6. Use the histogram to check the RegBar
RegBar -i freewayPrediction -n 15 -s 500 -l TripTime
3.3 Example for clustering algorithm
Data introduction
In this example, we use the driving behavior data. We use the mileage and
average speed as the reference for car premium. We want to determine the car
premium based on these indicators. Therefore, we grade the car premium and the
higher the grade, the driver drives more safely. We want to divide the data of
driving behavior into 10 groups.
We build the model by calculation. We need to fill in 0 for the Chinese characters
and the missing or empty part of the data or encode them into numbers. In this
example, we don’t use those fields.
Data preparation
Functions for Data preparation are under development. We have organized the
data and uploaded it to HDFS. We need to define features (such as the average speed)

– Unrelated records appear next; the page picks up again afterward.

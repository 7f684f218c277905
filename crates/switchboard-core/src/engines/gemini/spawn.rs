use crate::engines::{EngineInvocation, LaunchRequest};
use crate::process::PromptDelivery;

/// Build `gemini` arguments for one prompt.
///
/// With stdin delivery there is no `-p`; the CLI runs non-interactively on
/// piped input.
pub fn build_invocation(request: &LaunchRequest<'_>) -> EngineInvocation {
    let mut args = Vec::new();
    let stdin_payload = match request.delivery {
        PromptDelivery::Argument => {
            args.push("-p".to_string());
            args.push(request.prompt.to_string());
            None
        }
        PromptDelivery::Stdin => Some(request.prompt.to_string()),
    };

    args.extend(
        ["--output-format", "stream-json", "--approval-mode", "yolo"]
            .iter()
            .map(|s| s.to_string()),
    );
    if let Some(model) = &request.settings.model {
        args.push("-m".to_string());
        args.push(model.clone());
    }
    if let Some(id) = request.resume {
        args.push("--resume".to_string());
        args.push(id.to_string());
    }
    args.extend(request.settings.extra_args.iter().cloned());

    EngineInvocation {
        args,
        stdin_payload,
    }
}

#[cfg(test)]
mod tests {
    use super::*;
    use crate::config::EngineSettings;

    #[test]
    fn argument_delivery_uses_p_flag() {
        let settings = EngineSettings::default();
        let inv = build_invocation(&LaunchRequest {
            prompt: "hello",
            delivery: PromptDelivery::Argument,
            settings: &settings,
            resume: None,
        });
        assert_eq!(&inv.args[..2], &["-p", "hello"]);
        assert!(inv.args.contains(&"yolo".to_string()));
    }

    #[test]
    fn stdin_delivery_omits_p_flag() {
        let settings = EngineSettings {
            model: Some("gemini-2.5-flash".to_string()),
            ..Default::default()
        };
        let inv = build_invocation(&LaunchRequest {
            prompt: "hello",
            delivery: PromptDelivery::Stdin,
            settings: &settings,
            resume: Some("latest"),
        });
        assert!(!inv.args.contains(&"-p".to_string()));
        assert_eq!(inv.stdin_payload.as_deref(), Some("hello"));
        assert!(inv.args.join(" ").contains("-m gemini-2.5-flash"));
        assert!(inv.args.join(" ").contains("--resume latest"));
    }
}
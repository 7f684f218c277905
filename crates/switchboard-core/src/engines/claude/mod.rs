//! Claude Code CLI (`claude -p --output-format stream-json`).

mod decode;
mod spawn;
pub mod types;

pub use decode::decode_line;
pub use spawn::build_invocation;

when building the regression model. Therefore, we organize data fields as seen the
diagram below.
The red frame indicates the feature items (12 in total).
Finally, we will generate a file for training models and viewing the actual clustering
result (testing).
Before training models, we suggest defining the data format and saving it as
spark parameter packets. This would speed up the calculation. To convert the data into
the parameter packet, we mostly use cast. The following is the way to use the
command.
%run
cast -i Train.csv -f header=true schema=features:vec[12] -o training
-i: We input our data after the command.
-f: It is used to set the data format. We have fields in the data; therefore, we set the
header to true. If not, we don’t need to set the header. ”schema” is primarily used to
indicate which part in the data belongs to features. For the example above, the first 12
are features and their type is vec.
Build models and output results
We use the common “kmeans” as an example.
If we want to lookup the way to use this algorithm, we just need to add ? with kmeans
to lookup their parameters and instructions.
In this example, we use the following command to train models:
%run
kmeans k=10 -i [Data Path to be Input] -o [Model Name]
-k: indicates the number of groups we divide.
-i: indicates the data path for input.
-o: indicates the model name for output.
Next we’re going to see which group our data is divided into. We just need to adopt
the testing method to transfer the data to the model.
%run
apply [Model Name] -i [Data Path to be Input] -o [Name of the Result to be Output]
-i: indicates the data path for input.
-o: indicates the result name for output.
If we want to see the output results, we can use the previous Read command.